Start of Data under study

//! # Reconic Core
//!
//! The bounded-concurrency probe engine and the scans built on it.
//!
//! * [`engine`]: dispatcher, aggregator, progress and cancellation.
//! * [`probe`]: the per-item network probes.
//! * [`network`]: one-off resolution done before a dispatch starts.
//! * [`scanner`]: port, directory and subdomain operations.

pub mod engine;
pub mod network;
pub mod probe;
pub mod scanner;
use std::path::Path;
use std::time::Duration;

use colored::*;
use reconic_common::config::Config;
use reconic_common::models::target::Target;
use reconic_common::{warn, wordlist};
use reconic_core::engine::StopSignal;
use reconic_core::scanner::{self, DirectoryScan, DirectoryScanOptions};

use crate::commands::{Tuning, emit_json, tracked};
use crate::mprint;
use crate::terminal::{colors, format, print};

pub async fn dirs(
    target: Target,
    wordlist: Option<&Path>,
    tuning: &Tuning,
    stop: &StopSignal,
    cfg: &Config,
) -> anyhow::Result<()> {
    let (scan, elapsed) = scan(&target, wordlist, tuning, stop, cfg).await?;

    if cfg.json {
        return emit_json(&scan);
    }
    render(&scan, elapsed, cfg);
    Ok(())
}

pub async fn scan(
    target: &Target,
    wordlist: Option<&Path>,
    tuning: &Tuning,
    stop: &StopSignal,
    cfg: &Config,
) -> anyhow::Result<(DirectoryScan, Duration)> {
    let paths: Vec<String> = wordlist::load_or(wordlist, wordlist::DEFAULT_DIRECTORIES)?;

    let defaults = DirectoryScanOptions::default();
    let options = DirectoryScanOptions {
        concurrency: tuning.concurrency.unwrap_or(defaults.concurrency),
        timeout: tuning.timeout.unwrap_or(defaults.timeout),
        ..defaults
    };

    let (scan, elapsed) = tracked("Probing directories", stop, cfg, |dispatcher| async move {
        scanner::directory_scan(target, &paths, &options, &dispatcher).await
    })
    .await;

    Ok((scan?, elapsed))
}

pub fn render(scan: &DirectoryScan, elapsed: Duration, cfg: &Config) {
    let report = &scan.report;
    if report.is_cancelled() {
        warn!("Stopped early, {} of {} paths probed", report.probed(), report.total());
    }

    let urls: Vec<String> = report.urls();
    if urls.is_empty() {
        print::no_results("no directories found", cfg.quiet);
        return;
    }

    if cfg.quiet > 0 {
        mprint!();
    }

    print::header("directories", cfg.quiet);
    if cfg.quiet < 2 {
        print::set_key_width(["Base", "Redirect"]);
        print::aligned_line("Base", scan.base.as_str().color(colors::URL));
        if let Some(original) = scan.base.redirected_from() {
            print::aligned_line("Redirect", format!("from {original}"));
        }
        mprint!();
    }

    for url in &urls {
        print::print_status(url.color(colors::URL).to_string());
    }

    let found: String = format::count(urls.len(), "directory", "directories");
    print::summary("Directory Scan", &found, elapsed, cfg.quiet);
}
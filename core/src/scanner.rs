//! The scan operations the CLI exposes.
//!
//! Each operation resolves what it needs once (an address, a canonical base, a
//! candidate list), builds a [`ScanJob`], and hands it to the caller's
//! [`Dispatcher`] together with the matching probe. The caller owns the
//! dispatcher, so progress reporting and cancellation are decided there.

use std::net::IpAddr;
use std::num::NonZeroUsize;
use std::sync::Arc;
use std::time::Duration;

use reconic_common::models::job::ScanJob;
use reconic_common::models::target::Target;
use reconic_common::models::work::WorkItem;
use reconic_common::services::PortServiceMap;
use reconic_common::{ScanError, error, info};
use reqwest::Client;
use serde::Serialize;
use tracing::debug;

use crate::engine::{Dispatcher, ScanReport};
use crate::network::canonical::{self, CanonicalBase};
use crate::network::crtsh::CrtShSource;
use crate::network::{http, resolver};
use crate::probe::dns::{DnsProbe, NameResolver};
use crate::probe::liveness::LivenessProbe;
use crate::probe::path::PathProbe;
use crate::probe::tcp::{CONNECT_TIMEOUT, TcpConnectProbe};

pub const DIRECTORY_CONCURRENCY: usize = 100;
pub const SUBDOMAIN_CONCURRENCY: usize = 50;
pub const PATH_TIMEOUT: Duration = Duration::from_secs(20);
pub const CANONICAL_TIMEOUT: Duration = Duration::from_secs(20);
pub const LIVENESS_TIMEOUT: Duration = Duration::from_secs(10);

#[derive(Clone, Debug)]
pub struct PortScanOptions {
    pub concurrency: usize,
    pub timeout: Duration,
}

impl Default for PortScanOptions {
    fn default() -> Self {
        let concurrency: usize = std::thread::available_parallelism()
            .map(NonZeroUsize::get)
            .unwrap_or(4);
        Self {
            concurrency,
            timeout: CONNECT_TIMEOUT,
        }
    }
}

#[derive(Clone, Debug)]
pub struct DirectoryScanOptions {
    pub concurrency: usize,
    /// Per path probe.
    pub timeout: Duration,
    /// For the single canonical base request.
    pub canonical_timeout: Duration,
}

impl Default for DirectoryScanOptions {
    fn default() -> Self {
        Self {
            concurrency: DIRECTORY_CONCURRENCY,
            timeout: PATH_TIMEOUT,
            canonical_timeout: CANONICAL_TIMEOUT,
        }
    }
}

#[derive(Clone, Debug)]
pub struct SubdomainScanOptions {
    pub concurrency: usize,
    pub timeout: Duration,
    /// Check liveness over `https://` instead of `http://`.
    pub https: bool,
}

impl Default for SubdomainScanOptions {
    fn default() -> Self {
        Self {
            concurrency: SUBDOMAIN_CONCURRENCY,
            timeout: LIVENESS_TIMEOUT,
            https: false,
        }
    }
}

/// A directory scan report together with the base its paths were probed on.
#[derive(Clone, Debug, Serialize)]
pub struct DirectoryScan {
    pub base: CanonicalBase,
    pub report: ScanReport,
}

/// TCP connect scan of every port in `services`.
///
/// Fails before any probe runs when the target does not resolve.
pub async fn port_scan(
    target: &Target,
    services: Arc<PortServiceMap>,
    options: &PortScanOptions,
    dispatcher: &Dispatcher,
) -> Result<ScanReport, ScanError> {
    let addr: IpAddr = resolver::resolve_target(target.host()).await?;
    info!("Scanning {} ports on {addr}", services.len());

    let items = services.ports().map(WorkItem::Port);
    let job = ScanJob::new(target.clone(), items, options.concurrency, options.timeout)?;

    let probe = TcpConnectProbe::new(addr, Arc::clone(&services))
        .with_connect_timeout(options.timeout);
    Ok(dispatcher.run(&job, Arc::new(probe)).await)
}

/// Brute-forces `paths` under the canonical base of `target`.
pub async fn directory_scan(
    target: &Target,
    paths: &[String],
    options: &DirectoryScanOptions,
    dispatcher: &Dispatcher,
) -> Result<DirectoryScan, ScanError> {
    let redirecting: Client = http::redirect_client(options.canonical_timeout)?;
    let base: CanonicalBase = canonical::resolve(&redirecting, &target.url()).await;
    debug!("canonical base: {base}");

    let items: Vec<WorkItem> = paths
        .iter()
        .map(|path| WorkItem::path(path))
        .filter(|item| !matches!(item, WorkItem::Path(path) if path.is_empty()))
        .collect();
    let job = ScanJob::new(target.clone(), items, options.concurrency, options.timeout)?;
    info!("Probing {} paths under {base}", job.len());

    let base: Arc<CanonicalBase> = Arc::new(base);
    let probe = PathProbe::new(http::probe_client(options.timeout)?, Arc::clone(&base));
    let report: ScanReport = dispatcher.run(&job, Arc::new(probe)).await;

    Ok(DirectoryScan {
        base: Arc::unwrap_or_clone(base),
        report,
    })
}

/// Checks which of the fully qualified `candidates` answer over HTTP.
pub async fn subdomain_liveness_scan(
    target: &Target,
    candidates: &[String],
    options: &SubdomainScanOptions,
    dispatcher: &Dispatcher,
) -> Result<ScanReport, ScanError> {
    let items = candidates.iter().map(|name| WorkItem::subdomain(name));
    let job = ScanJob::new(target.clone(), items, options.concurrency, options.timeout)?;
    info!("Checking {} candidate subdomains", job.len());

    let mut probe = LivenessProbe::new(http::redirect_client(options.timeout)?);
    if options.https {
        probe = probe.with_https();
    }
    Ok(dispatcher.run(&job, Arc::new(probe)).await)
}

/// Resolves `<label>.<domain>` for every wordlist label.
pub async fn subdomain_dns_scan(
    target: &Target,
    labels: &[String],
    resolver: Arc<dyn NameResolver>,
    options: &SubdomainScanOptions,
    dispatcher: &Dispatcher,
) -> Result<ScanReport, ScanError> {
    let domain: &str = target.host().trim_end_matches('.');
    let items = labels
        .iter()
        .map(|label| label.trim().trim_end_matches('.'))
        .filter(|label| !label.is_empty())
        .map(|label| WorkItem::subdomain(&format!("{label}.{domain}")));
    let job = ScanJob::new(target.clone(), items, options.concurrency, options.timeout)?;
    info!("Resolving {} names under {domain}", job.len());

    Ok(dispatcher.run(&job, Arc::new(DnsProbe::new(resolver))).await)
}

/// Candidate subdomains of `target` from certificate transparency logs.
///
/// A failed lookup is logged and yields no candidates.
pub async fn discover_subdomains(source: &CrtShSource, target: &Target) -> Vec<String> {
    match source.fetch(target.host()).await {
        Ok(names) => {
            info!("crt.sh listed {} names for {}", names.len(), target.host());
            names
        }
        Err(e) => {
            error!("{e}");
            Vec::new()
        }
    }
}

// ╔════════════════════════════════════════════╗
// ║ ████████╗███████╗███████╗████████╗███████╗ ║
// ║ ╚══██╔══╝██╔════╝██╔════╝╚══██╔══╝██╔════╝ ║
// ║    ██║   █████╗  ███████╗   ██║   ███████╗ ║
// ║    ██║   ██╔══╝  ╚════██║   ██║   ╚════██║ ║
// ║    ██║   ███████╗███████║   ██║   ███████║ ║
// ║    ╚═╝   ╚══════╝╚══════╝   ╚═╝   ╚══════╝ ║
// ╚════════════════════════════════════════════╝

End of Data under study

Exercise description: If a line in the records above includes the string "Serialize", copy it.

Exercise solution:
use serde::Serialize;
#[derive(Clone, Debug, Serialize)]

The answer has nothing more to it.